This is in spite of the fact that almost every school in the surrounding districts has already installed lights on their respective football fields. Meanwhile, Los Altos remains many yards behind on this trend; for years now, the prospect of having lights on the football field has been less real than a fantasy football team. And it’s caused conflict.

“Since we’ve been forced to play Saturday afternoon, sometimes the field temperature is close to a hundred degrees,” varsity football player senior Evan Bauer-Murphy said. “Last season we even had to change a home game to an away game because of high heat during our normal Saturday afternoon kickoff time. If we could do a Friday Night Lights [game] that wouldn’t have happened. We instead had to drive all the way to Soquel to play a night game. It pissed everybody off.”

Los Altos’ football players are not the only ones who would benefit from having lights. Other sports who use the field would be able to extend practice hours into the evening instead of ending practice when it gets dark — especially during the winter season. Furthermore, with lights comes the opportunity for Los Altos to host home games on the field at night. Bringing this concept of having “Friday Night Lights” games to our school, as well as other events, would fill empty bleachers and boost overall school spirit.

However, a vocal minority of the community have continually advocated against the implementation of field lights. Those living in houses adjacent to the field have repeatedly expressed concern about having excess light and noise disturbing them at night. But this could be solved by using focused, LED lights, as well as setting a curfew for when the lights automatically shut off. In addition, the community could actually benefit as well, as there are very few street lights — if any — in the surrounding neighborhood, having lights on the football field would open up the track to evening joggers.

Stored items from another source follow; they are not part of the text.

//! Memory Helpers Module
//!
//! Size estimation and unit conversion for the cache's approximate memory
//! accounting. Estimation is a pluggable strategy rather than a property of
//! the value type alone, so callers can weigh entries however suits their
//! data (heap-aware walks, serialized size, a flat constant, ...).

use std::mem;

// == Memory Unit ==
/// Units for reporting aggregate memory usage.
#[derive(Debug, Clone, Copy, PartialEq, Eq)]
pub enum MemoryUnit {
    Bytes,
    Kilobytes,
    Megabytes,
    Gigabytes,
}

impl MemoryUnit {
    // == Convert ==
    /// Converts a raw byte count into this unit.
    ///
    /// Uses 1024-based steps, so `convert(2048)` in kilobytes is exactly 2.0.
    pub fn convert(self, bytes: u64) -> f64 {
        let bytes = bytes as f64;
        match self {
            MemoryUnit::Bytes => bytes,
            MemoryUnit::Kilobytes => bytes / 1024.0,
            MemoryUnit::Megabytes => bytes / (1024.0 * 1024.0),
            MemoryUnit::Gigabytes => bytes / (1024.0 * 1024.0 * 1024.0),
        }
    }
}

// == Size Estimator Trait ==
/// Estimates the approximate in-memory footprint of a value, in bytes.
///
/// Estimates are frozen into the entry at insertion time; the cache never
/// re-estimates a stored value, so a cheap approximation is fine as long as
/// it is stable per call. Must be fast and non-blocking since the store
/// invokes it while holding its write lock.
pub trait SizeEstimator<V>: Send + Sync {
    /// Returns the approximate size of `value` in bytes.
    fn estimate(&self, value: &V) -> u64;
}

/// Any `Fn(&V) -> u64` closure is usable as an estimator.
impl<V, F> SizeEstimator<V> for F
where
    F: Fn(&V) -> u64 + Send + Sync,
{
    fn estimate(&self, value: &V) -> u64 {
        self(value)
    }
}

// == Shallow Size ==
/// Default estimator: the value's shallow size (`mem::size_of_val`).
///
/// Ignores heap allocations behind pointers, which keeps it fast and
/// dependency-free; callers whose values carry large heap payloads should
/// supply their own estimator.
pub fn shallow_size_of<V>(value: &V) -> u64 {
    mem::size_of_val(value) as u64
}
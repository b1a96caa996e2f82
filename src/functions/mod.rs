pub mod arithmetic;
pub mod constants;
pub mod exponential;
pub mod trigonometry;

use crate::error::CalcError;
use std::collections::HashMap;
use std::sync::OnceLock;

pub type Function = fn(&[f64]) -> Result<f64, CalcError>;

/// The allow-list of callable functions. It is built once per process and only
/// handed out by shared reference, so nothing can add to it after start-up.
pub struct FunctionTable {
    functions: HashMap<&'static str, Function>,
}

impl FunctionTable {
    pub fn global() -> &'static FunctionTable {
        static TABLE: OnceLock<FunctionTable> = OnceLock::new();
        TABLE.get_or_init(FunctionTable::build)
    }

    fn build() -> Self {
        let mut table = FunctionTable {
            functions: HashMap::new(),
        };
        trigonometry::register(&mut table);
        exponential::register(&mut table);
        arithmetic::register(&mut table);
        table
    }

    fn register(&mut self, name: &'static str, function: Function) {
        self.functions.insert(name, function);
    }

    pub fn get(&self, name: &str) -> Option<Function> {
        self.functions.get(name).copied()
    }

    /// Sorted function names.
    pub fn names(&self) -> Vec<&'static str> {
        let mut names: Vec<_> = self.functions.keys().copied().collect();
        names.sort_unstable();
        names
    }
}
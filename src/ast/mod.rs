use crate::error::CalcError;
use std::fmt;

mod evaluator;
mod normalizer;
mod parser;

pub use evaluator::Evaluator;
pub use normalizer::{normalize, Normalized};
pub use parser::{ExpressionParser as Parser, DEFAULT_MAX_NESTING_DEPTH};

/// Parsed form of a normalized expression. Every node owns its children.
#[derive(Debug, Clone, PartialEq)]
pub enum ASTNode {
    Number(f64),
    /// A bare identifier. Only the whitelisted constants evaluate; the rest fail.
    Constant(String),
    UnaryOperation {
        operator: UnaryOperator,
        operand: Box<ASTNode>,
    },
    BinaryOperation {
        left: Box<ASTNode>,
        operator: Operator,
        right: Box<ASTNode>,
    },
    FunctionCall {
        name: String,
        args: Vec<ASTNode>,
    },
}

// Dropping is iterative so that long operator chains cannot exhaust the stack.
impl Drop for ASTNode {
    fn drop(&mut self) {
        let mut pending = Vec::new();
        take_children(self, &mut pending);
        while let Some(mut node) = pending.pop() {
            take_children(&mut node, &mut pending);
        }
    }
}

fn take_children(node: &mut ASTNode, pending: &mut Vec<ASTNode>) {
    match node {
        ASTNode::UnaryOperation { operand, .. } => {
            pending.push(std::mem::replace(operand.as_mut(), ASTNode::Number(0.0)));
        }
        ASTNode::BinaryOperation { left, right, .. } => {
            pending.push(std::mem::replace(left.as_mut(), ASTNode::Number(0.0)));
            pending.push(std::mem::replace(right.as_mut(), ASTNode::Number(0.0)));
        }
        ASTNode::FunctionCall { args, .. } => pending.append(args),
        ASTNode::Number(_) | ASTNode::Constant(_) => {}
    }
}

#[derive(Debug, Copy, Clone, PartialEq, Eq, Hash)]
pub enum Operator {
    Add,
    Subtract,
    Multiply,
    Divide,
    Power,
}

impl Operator {
    pub const ALL: [Operator; 5] = [
        Operator::Add,
        Operator::Subtract,
        Operator::Multiply,
        Operator::Divide,
        Operator::Power,
    ];

    pub fn symbol(&self) -> &'static str {
        match self {
            Operator::Add => "+",
            Operator::Subtract => "-",
            Operator::Multiply => "*",
            Operator::Divide => "/",
            Operator::Power => "**",
        }
    }

    pub fn apply(&self, left: f64, right: f64) -> Result<f64, CalcError> {
        match self {
            Operator::Add => Ok(left + right),
            Operator::Subtract => Ok(left - right),
            Operator::Multiply => Ok(left * right),
            Operator::Divide => {
                if right == 0.0 {
                    Err(CalcError::DivisionByZero)
                } else {
                    Ok(left / right)
                }
            }
            Operator::Power => {
                if left == 0.0 && right < 0.0 {
                    Err(CalcError::DivisionByZero)
                } else {
                    Ok(left.powf(right))
                }
            }
        }
    }
}

impl TryFrom<&str> for Operator {
    type Error = CalcError;

    fn try_from(value: &str) -> Result<Self, Self::Error> {
        match value {
            "+" => Ok(Operator::Add),
            "-" => Ok(Operator::Subtract),
            "*" => Ok(Operator::Multiply),
            "/" => Ok(Operator::Divide),
            "**" => Ok(Operator::Power),
            _ => Err(CalcError::UnsupportedOperator(value.to_string())),
        }
    }
}

impl fmt::Display for Operator {
    fn fmt(&self, f: &mut fmt::Formatter<'_>) -> fmt::Result {
        f.write_str(self.symbol())
    }
}

#[derive(Debug, Copy, Clone, PartialEq, Eq, Hash)]
pub enum UnaryOperator {
    Negate,
}

impl UnaryOperator {
    pub fn apply(&self, operand: f64) -> Result<f64, CalcError> {
        match self {
            UnaryOperator::Negate => Ok(-operand),
        }
    }
}

impl TryFrom<&str> for UnaryOperator {
    type Error = CalcError;

    fn try_from(value: &str) -> Result<Self, Self::Error> {
        match value {
            "-" => Ok(UnaryOperator::Negate),
            _ => Err(CalcError::UnsupportedOperator(format!("unary {}", value))),
        }
    }
}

With the pros outweighing the cons, the athletics boosters have made a significant push for the District Board to give football field lights the green light. Back in August, they put out a petition for the lights that was signed by a whopping 1,400 people in just two weeks. With this petition, the athletic boosters have been able to show the Board that the majority of the community is actually in favor of installing the lights. However, the board has decided to not include the field lights in next year’s $300 million bond, gun-shy about upsetting the community and adding more expenses to their budget.

There’s a lot of building that needs to go on at the school,” athletics booster co-president Robert Crissman said. “What the board doesn’t want to do is have something controversial attached to the bond.”

The boosters aren’t going to let up though, adamant about giving the Los Altos students — and by extension the whole community — the equipment they need to flourish. They plan to continue fighting for the field lights the next upcoming school year. And while the boosters are on the front lines discussing with the board about the lights, students must also advocate for ourselves.

“If you want lights, if your classmates want lights, tell the board,” Crissman said. “Send emails to them, get a petition going yourself on campus. Let the board know that you as the Los Altos Eagles, the student body 2000 strong want lights. You guys are powerful, your voice is powerful, especially if you could bring all of them together.”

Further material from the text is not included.